D135 lettre du dactylographe

 

M. D. Fernando Sesma Manzano MADRID

Très cher monsieur,

Avant tout, et comme je ne signe pas cette lettre, j’aimerais vous rappeler qui je suis. Vous m’accorderez certainement que je suis passé chez vous, il y a quelques mois, pour vous apporter des photographies extraordinaires qui se voient parfaitement en couleur et en relief.

J’ai écrit de nombreuses pages qu’ils vous envoyaient. Vous savez déjà à qui je fais référence. Ils me dictaient et je dactylographiais les feuillets. Ils me faisaient une commande que j’exécutais avec plaisir.

Ces messieurs ont dit qu’ils s’absentaient à l’étranger, bien que leur chef ou leur Directeur m’ai informé qu’ils viendraient passer quelques jours, car il était arrivé quelque chose d’important en rapport avec une affaire qui ne nous concernait pas. Il me donna différentes instructions concernant différents messieurs de Barcelone, Madrid et Valladolid, à qui nous écrivions habituellement. Pour vous, il me dit d’excuser cette interruption.
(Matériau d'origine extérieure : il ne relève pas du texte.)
//! SongBridge binary support: CLI definitions, bridge bootstrap and the HTTP
//! server the browser page talks to.

pub mod cli;
pub mod server;

use anyhow::{Context, Result};
use songbridge_core::catalog::load_csv;
use songbridge_core::dispatch::native_backend;
use songbridge_core::{BridgeConfig, DryRunBackend, InputBackend, NavigationBridge, SongCatalog};
use std::path::{Path, PathBuf};
use tracing::{info, warn};

/// Config file looked up in the SongBridge home when `--config` is not given.
pub const DEFAULT_CONFIG_FILE: &str = "songbridge.toml";

/// Load the config file (explicit path, else `<home>/songbridge.toml` when it
/// exists, else defaults).
pub fn load_config(explicit: Option<&Path>) -> Result<BridgeConfig> {
    if let Some(path) = explicit {
        return BridgeConfig::load(path)
            .with_context(|| format!("Failed to load config {}", path.display()));
    }

    let default_path = default_config_path();
    if default_path.exists() {
        info!("Using config {}", default_path.display());
        return BridgeConfig::load(&default_path)
            .with_context(|| format!("Failed to load config {}", default_path.display()));
    }
    Ok(BridgeConfig::default())
}

pub fn default_config_path() -> PathBuf {
    songbridge_logging::songbridge_home().join(DEFAULT_CONFIG_FILE)
}

pub fn load_catalog(config: &BridgeConfig) -> Result<SongCatalog> {
    load_csv(&config.catalog_path).with_context(|| {
        format!(
            "Failed to load song catalog {}",
            config.catalog_path.display()
        )
    })
}

/// Load the catalog, pick the input backend and start the bridge.
///
/// Falls back to dry-run when the platform cannot inject input.
pub fn start_bridge(config: &BridgeConfig) -> Result<NavigationBridge> {
    let mut settings = config.settings().context("Invalid configuration")?;
    let catalog = load_catalog(config)?;

    let backend: Box<dyn InputBackend> = if settings.dry_run {
        Box::new(DryRunBackend::new())
    } else {
        match native_backend() {
            Ok(backend) => backend,
            Err(e) => {
                warn!("{}; running in dry-run mode", e);
                settings.dry_run = true;
                Box::new(DryRunBackend::new())
            }
        }
    };

    NavigationBridge::start(catalog, settings, backend).context("Failed to start navigation bridge")
}
//! Dispatch Worker - dedicated thread that owns the real input backend.
//!
//! Jobs arrive over a std channel and run one at a time, so steps of two
//! plans can never interleave even if the gate were bypassed. Each job carries
//! its gate permit; the permit is released as soon as the backend is done,
//! before the caller is answered.

use super::{DispatchOutcome, InputDispatcher};
use crate::cancel::CancellationToken;
use crate::error::NavError;
use crate::gate::GatePermit;
use crate::plan::NavigationPlan;
use std::sync::mpsc::{self, Receiver, Sender};
use std::thread::{self, JoinHandle};
use tracing::{debug, info};

type DispatchReply = Result<DispatchOutcome, NavError>;

struct DispatchJob {
    plan: NavigationPlan,
    cancel: CancellationToken,
    permit: GatePermit,
    respond: Sender<DispatchReply>,
}

/// Cloneable handle for submitting plans to the worker.
#[derive(Clone)]
pub struct DispatchHandle {
    tx: Sender<DispatchJob>,
}

impl DispatchHandle {
    /// Queue `plan` for execution. The returned receiver yields exactly one reply.
    pub fn submit(
        &self,
        plan: NavigationPlan,
        cancel: CancellationToken,
        permit: GatePermit,
    ) -> Result<Receiver<DispatchReply>, NavError> {
        let (respond, reply) = mpsc::channel();
        self.tx
            .send(DispatchJob {
                plan,
                cancel,
                permit,
                respond,
            })
            .map_err(|_| NavError::WorkerUnavailable("dispatch worker has stopped".into()))?;
        Ok(reply)
    }

    /// Submit and block until the worker replies.
    pub fn dispatch(
        &self,
        plan: NavigationPlan,
        cancel: CancellationToken,
        permit: GatePermit,
    ) -> DispatchReply {
        self.submit(plan, cancel, permit)?.recv().map_err(|_| {
            NavError::WorkerUnavailable("dispatch worker stopped before replying".into())
        })?
    }
}

impl std::fmt::Debug for DispatchHandle {
    fn fmt(&self, f: &mut std::fmt::Formatter<'_>) -> std::fmt::Result {
        f.debug_struct("DispatchHandle")
            .field("channel", &"<std::sync::mpsc::Sender>")
            .finish()
    }
}

pub struct DispatchWorker {
    rx: Receiver<DispatchJob>,
    dispatcher: InputDispatcher,
}

impl DispatchWorker {
    /// Start the worker on a thread named `input-dispatch`.
    ///
    /// The thread exits once every [`DispatchHandle`] has been dropped.
    pub fn spawn(dispatcher: InputDispatcher) -> Result<(DispatchHandle, JoinHandle<()>), NavError> {
        let (tx, rx) = mpsc::channel();
        let worker = Self { rx, dispatcher };
        let join = thread::Builder::new()
            .name("input-dispatch".to_string())
            .spawn(move || worker.run_loop())
            .map_err(|e| NavError::WorkerUnavailable(format!("failed to spawn worker: {}", e)))?;
        Ok((DispatchHandle { tx }, join))
    }

    fn run_loop(mut self) {
        info!(
            "Dispatch worker started (backend: {})",
            self.dispatcher.backend_name()
        );
        while let Ok(job) = self.rx.recv() {
            self.execute(job);
        }
        info!("Dispatch worker stopped (channel closed)");
    }

    fn execute(&mut self, job: DispatchJob) {
        let DispatchJob {
            plan,
            cancel,
            permit,
            respond,
        } = job;

        debug!("Worker picked up plan for '{}'", plan.song.title);
        let result = self.dispatcher.dispatch(&plan, &cancel);
        drop(permit);

        if respond.send(result).is_err() {
            debug!("Caller went away before the dispatch reply for '{}'", plan.song.title);
        }
    }
}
Je ne suis pas retourné vous parler, M. Sesma depuis ce soir où je vous ai visité. D’accord ? D’ailleurs, ils ont exigé de moi la plus grande réserve. Ensuite, il est arrivé beaucoup de choses et cette fois je brûle du désir de les conter à quelqu’un, car il me semble que je deviens fou

A part mon épouse et vous, j’ai seulement parlé de cette affaire à un médecin qui est professeur à la Faculté de médecine de Madrid, à qui ils envoyaient feuillets sur feuillets, mais avec plus d’assiduité qu’à vous. Ce monsieur que j’ai vu fréquemment me donna pour eux des cristaux rectangulaires avec des taches de couleur au centre, il est convaincu comme moi de l’authenticité de cette affaire.

Je n’ai qu’à lutter tout seul sans savoir quel chemin prendre. Entre ce qu’il y a de passionnant dans cette affaire et les craintes et angoisses de mon épouse, vous savez comment sont les femmes, elle croit qu’il va nous arriver quelque malheur et plus d’une fois elle a été sur le point, avec ses nerfs, d’envoyer tout promener et de tout raconter à sa mère. Elle s’est mis dans la tête que c’est une affaire d’espionnage, influencée par le cinéma ou par je ne sais quoi…

Cette affaire, M. Sesma, est passionnante. Moi-même, je ne saurais si je suis éveillé ou endormi, s’il n’y avait pas mon épouse qui les a vu avec moi à la maison toutes les semaines et parce je possède des preuves que je révèlerai un jour et que personne ne pourra nier. Je garde les noms et adresses de tous les messieurs à qui l’ai tapé leurs dictées, de plus je connais une autre personne qui comme moi écrit leurs lettres, un jeune dactylographe qui dit qu’il ne veut rien savoir et se dit effrayé, mais je suis sûr qu’il parlera quand tout cela aura passé.

C’est ce docteur aussi qui lui a parlé. Je sais qu’il n’aime pas reconnaître et exposer publiquement qu’il entretient des relations avec eux et lui-même m’a demandé aussi la réserve et a essayé de m’acheter mais je n’ai pas accepté, car cela suffit que quelqu’un me demande, s’il me plaît de garder le secret sur quelque chose pour que je le fasse sans compensation. Mais je suis sûr au moins que ce monsieur ne me prendra pas pour menteur sur certaines choses que je tais.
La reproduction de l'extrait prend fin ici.